After pre-training, R1 was given a small quantity of high-quality human examples (supervised fine-tuning, SFT). That’s what you normally do to get a chat model (ChatGPT) from a base model (out-of-the-box GPT-4) but in a much larger quantity. DeepSeek wanted to keep SFT at a minimum. Then, to make R1 better at reasoning, they added a layer of reinforcement learning (RL). Simple RL, nothing fancy like MCTS or PRM (don’t look up those acronyms). They also allowed it to think at inference time (that’s the now famous test-time compute, TTC, scaling laws that OpenAI inaugurated with o1-preview). Once you add the RL and TTC then you have something similar to o1. That’s R1. R1-Zero is the same thing but without SFT.

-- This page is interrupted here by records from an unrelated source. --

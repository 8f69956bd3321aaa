//! Repeated, seeded draws of a model.

use rand::SeedableRng;
use thicket_core::{ModelError, ValueId};
use tracing::{debug, info};

use crate::config::{ConfigError, SamplerConfig};
use crate::generator::ModelRng;
use crate::model::Model;

/// Draws a model `replicates` times from a single seeded random source.
///
/// The random source is created once, so replicate `i` of a run depends on
/// every draw before it; two samplers with the same seed replay the same
/// sequence.
#[derive(Debug)]
pub struct Sampler {
    config: SamplerConfig,
    rng: ModelRng,
}

impl Sampler {
    /// Validate `config` and seed the random source.
    pub fn new(config: SamplerConfig) -> Result<Self, ConfigError> {
        config.validate()?;
        let rng = ModelRng::seed_from_u64(config.seed);
        Ok(Self { config, rng })
    }

    /// The configuration this sampler was built from.
    pub fn config(&self) -> &SamplerConfig {
        &self.config
    }

    /// The random source, for sampling outside [`run`](Self::run).
    pub fn rng(&mut self) -> &mut ModelRng {
        &mut self.rng
    }

    /// Draw every replicate.
    ///
    /// Before each replicate all generated payloads are forgotten; then
    /// `roots` are sampled in order and `on_replicate` is called with the
    /// replicate index and the model.
    pub fn run<F>(
        &mut self,
        model: &mut Model,
        roots: &[ValueId],
        mut on_replicate: F,
    ) -> Result<(), ModelError>
    where
        F: FnMut(usize, &Model),
    {
        info!(
            seed = self.config.seed,
            replicates = self.config.replicates,
            roots = roots.len(),
            "sampling model"
        );
        for replicate in 0..self.config.replicates {
            model.reset();
            for &root in roots {
                model.sample(root, &mut self.rng)?;
            }
            debug!(replicate, "replicate drawn");
            on_replicate(replicate, model);
        }
        Ok(())
    }
}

Now without jargon: R1 surfed the web endlessly (pre-training) then read a reasoning manual made by humans (SFT), and finally did some self-experimentation (RL + TTC). R1-Zero, in contrast, didn’t read any manuals. They pre-trained R1-Zero on tons of web data and immediately after they sent it to the RL phase: “Now go figure out how to reason yourself.” That’s it.
DeepMind did something similar to go from AlphaGo to AlphaGo Zero in 2016-2017. AlphaGo learned to play Go by knowing the rules and learning from millions of human matches but then, a year later, decided to teach AlphaGo Zero without any human data, just the rules. And it destroyed AlphaGo. Unfortunately, open-ended reasoning has proven harder than Go; R1-Zero is slightly worse than R1 and has some issues like poor readability (besides, both still rely heavily on vast amounts of human-created data in their base model—a far cry from an AI capable of rebuilding human civilization using nothing more than the laws of physics).
Here’s what R1 vs R1-Zero looks like:
But still, the relative success of R1-Zero is impressive. DeepSeek says this about the model:
The findings reveal that RL empowers DeepSeek-R1-Zero to attain robust reasoning capabilities without the need for any supervised fine-tuning data. This is a noteworthy achievement, as it underscores the model’s ability to learn and generalize effectively through RL alone.
As far as we know, OpenAI has not tried this approach (they use a more complicated RL algorithm). Here are the benchmark results compared to o1-preview:
But, what if it worked better? What if you could get much better results on reasoning models by showing them the entire internet and then telling them to figure out how to think with simple RL, without using SFT human data? What if—bear with me here—you didn’t even need the pre-training phase at all? I imagine this is possible in principle (in principle it could be possible to recreate the entirety of human civilization from the laws of physics but we’re not here to write an Asimov novel).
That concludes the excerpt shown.